Sotto accusa il “sistema” della struttura sanitaria: segnalati quattro decessi sospetti nel 2025 e un clima intimidatorio verso chi denuncia. l servizio televisivo trasmesso venerdì sera su Rai 3 dal programma “Far West”, dedicato alla situazione dell’Azienda Ospedaliera Universitaria “San Giovanni di Dio e Ruggi d’Aragona”, ha riaperto il dibattito sulla sanità salernitana. La trasmissione ha descritto uno scenario complesso all’interno del nosocomio, sollevando critiche sulla gestione dirigenziale e citando presunti casi di malasanità. La prima replica giunge dal Nursind provinciale, che contesta la ricostruzione proposta dalla televisione pubblica. Il sindacato delle professioni infermieristiche ritiene che il servizio sia stato parziale e potenzialmente dannoso per il clima lavorativo interno.
La principale preoccupazione dei rappresentanti sindacali riguarda le possibili ripercussioni sul personale, sia in termini di sicurezza sia di fiducia da parte dell’utenza. Biagio Tomasco, segretario generale del Nursind Salerno, ha sottolineato l’importanza di adottare la massima cautela nell’informazione sanitaria: “Quando si parla di sanità pubblica e di un grande ospedale, occorre mostrare il massimo rispetto per i fatti e per chi ogni giorno lavora nei reparti. Raccontare storie complesse senza adeguata approfondimento significa esporre i lavoratori a giudizi sommari e, ancor peggio, a tensioni che rischiano di sfociare in aggressioni. Questo non è giornalismo d’inchiesta, è una narrazione incompleta”. Il sindacato è entrato nel merito delle affermazioni riguardanti procedimenti disciplinari e allontanamenti. Secondo Domenico Ciro Cristiano, delegato Rsu, le questioni relative a dimissioni e sanzioni “hanno una storia specifica che nel servizio non viene spiegata”, respingendo così l’ipotesi di ritorsioni.

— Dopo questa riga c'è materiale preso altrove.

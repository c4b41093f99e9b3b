use std::fmt::Display;
use num_traits::One;
use knotlab::{MDeg, MLaurent};

use crate::pd::{Edge, Entity};
use super::{Strand, Tangle, Term};

/// A directed arc `a → b` carrying a signed cusp count `n`.
/// Stored with `a ≤ b`; reversing the direction negates `n`.
#[derive(Clone, Copy, PartialEq, Eq, PartialOrd, Ord, Hash, Debug)]
pub struct ADir {
    a: Edge,
    b: Edge,
    n: isize,
}

impl ADir {
    pub fn new(n: isize, a: Edge, b: Edge) -> Self {
        if a <= b {
            Self { a, b, n }
        } else {
            Self { a: b, b: a, n: -n }
        }
    }

    pub fn weight(&self) -> isize {
        self.n
    }

    /// The weight and the start, for the arc read so that it ends at `e`.
    fn ending_at(&self, e: Edge) -> (isize, Edge) {
        if self.b == e { (self.n, self.a) } else { (-self.n, self.b) }
    }

    fn k_index(&self) -> usize {
        assert!(self.n % 2 == 0, "odd cusp count in {self}.");
        (self.n.unsigned_abs() / 2) as usize
    }
}

impl Display for ADir {
    fn fmt(&self, f: &mut std::fmt::Formatter<'_>) -> std::fmt::Result {
        write!(f, "D{}({},{})", self.n, self.a, self.b)
    }
}

/// `A` is `x₀`, `Kₖ` is `xₖ`.
pub fn arrow_var_name(i: usize) -> String {
    if i == 0 { "A".to_string() } else { format!("K{i}") }
}

fn k_var(k: usize) -> MLaurent {
    if k == 0 { MLaurent::one() } else { MLaurent::variable(k) }
}

fn a_pow(k: isize) -> MLaurent {
    MLaurent::mono(1, MDeg::single(0, k))
}

impl Strand for ADir {
    type R = MLaurent;

    fn ends(&self) -> [Edge; 2] {
        [self.a, self.b]
    }

    fn join(&self, other: &Self, e: Edge) -> Self {
        let (n1, x) = self.ending_at(e);
        let (n2, y) = other.ending_at(e);
        Self::new(n1 - n2, x, y)
    }

    /// `d · K_{|n|/2}` with `d = −A² − A⁻²`.
    fn loop_value(&self) -> MLaurent {
        let d = MLaurent::from_terms([(-1, MDeg::single(0, 2)), (-1, MDeg::single(0, -2))]);
        d * k_var(self.k_index())
    }

    fn end_value(&self) -> MLaurent {
        k_var(self.k_index())
    }
}

pub type ATerm = Term<ADir>;

/// The oriented category for the arrow bracket over `Z[A, A⁻¹, K₁, K₂, …]`.
pub type ATL = Tangle<ADir>;

impl ATL {
    pub fn from_entity(x: &Entity) -> Self {
        use Entity::*;

        let oriented = |a, b, c, d| vec![ADir::new(0, a, b), ADir::new(0, d, c)];
        let disoriented = |a, b, c, d| vec![ADir::new(-1, a, d), ADir::new(-1, b, c)];

        match *x {
            P([a, b]) => Self::from_term(MLaurent::one(), vec![ADir::new(0, a, b)]),
            V([a, b, c, d]) => Self::from_term(MLaurent::one(), vec![ADir::new(0, a, c), ADir::new(0, b, d)]),
            Xp([a, b, c, d]) => Self::from_terms([
                Term::new(a_pow(1), oriented(a, b, c, d)),
                Term::new(a_pow(-1), disoriented(a, b, c, d)),
            ]),
            Xm([a, b, c, d]) => Self::from_terms([
                Term::new(a_pow(1), disoriented(a, b, c, d)),
                Term::new(a_pow(-1), oriented(a, b, c, d)),
            ]),
            X(_) => panic!("{x} is not oriented.")
        }
    }
}

#[cfg(test)]
mod tests {
    use super::*;

    #[test]
    fn dir() {
        let d = ADir::new(1, 5, 2);
        assert_eq!(d.ends(), [2, 5]);
        assert_eq!(d.weight(), -1);
    }

    #[test]
    fn join() {
        // a -> e -> b
        let d = ADir::new(-1, 1, 3).join(&ADir::new(-1, 2, 3), 3);
        assert_eq!(d, ADir::new(0, 1, 2));

        let d = ADir::new(-1, 1, 3).join(&ADir::new(1, 2, 3), 3);
        assert_eq!(d, ADir::new(-2, 1, 2));
    }

    #[test]
    fn kinks() {
        let x = ATL::from_entity(&Entity::Xp([1, 2, 3, 3]));
        assert_eq!(x.nterms(), 1);
        assert_eq!(x.terms()[0].coeff(), &(-a_pow(3)));

        let x = ATL::from_entity(&Entity::Xm([1, 2, 3, 3]));
        assert_eq!(x.nterms(), 1);
        assert_eq!(x.terms()[0].coeff(), &(-a_pow(-3)));
    }

    #[test]
    fn loop_values() {
        let l = ADir::new(2, 1, 1);
        assert_eq!(l.loop_value().to_string_with(arrow_var_name), "-A⁻²K1 - A²K1");
        assert_eq!(ADir::new(-4, 1, 2).end_value(), MLaurent::variable(2));
        assert_eq!(ADir::new(0, 1, 2).end_value(), MLaurent::one());
    }

    #[test]
    #[should_panic]
    fn unoriented() {
        ATL::from_entity(&Entity::X([1, 2, 3, 4]));
    }
}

Sono state sollevate, inoltre, critiche circa l’uso di testimonianze anonime durante il programma. Carmine Sammartino, anch’egli delegato Rsu, ha commentato: “Lanciare accuse gravissime nascondendo il volto è facile, ma profondamente ingiusto. Se ci sono responsabilità penali o civili, esistono sedi precise in cui portarle”. Infine, Valerio Festosi Guida ha ribadito che l’immagine di un ospedale “fuori controllo” non corrisponde alla realtà vissuta quotidianamente dai professionisti in servizio. Sul fronte opposto si registra l’intervento di Mario Polichetti, responsabile nazionale del Dipartimento Salute dell’Udc, il quale è intervenuto anche nel corso della recente trasmissione televisiva.
Il rappresentante politico ha sollecitato la massima chiarezza sulle questioni emerse dal programma, tra cui le presunte irregolarità nelle nomine dirigenziali e i decessi verificatisi nel 2025, attualmente oggetto di particolare attenzione. “Quando emergono ombre di tale gravità su una struttura pubblica così rilevante, non si può restare indifferenti”, ha affermato Polichetti. Secondo l’esponente Udc, le segnalazioni non vanno considerate episodi isolati e impongono una verifica rigorosa da parte delle istituzioni competenti. “È indispensabile che il Ministero della Salute e la Regione facciano piena luce su quanto sta accadendo al Ruggi”, ha concluso Polichetti, sottolineando che “i cittadini hanno diritto a essere informati e i professionisti onesti devono poter lavorare senza timori o ritorsioni”.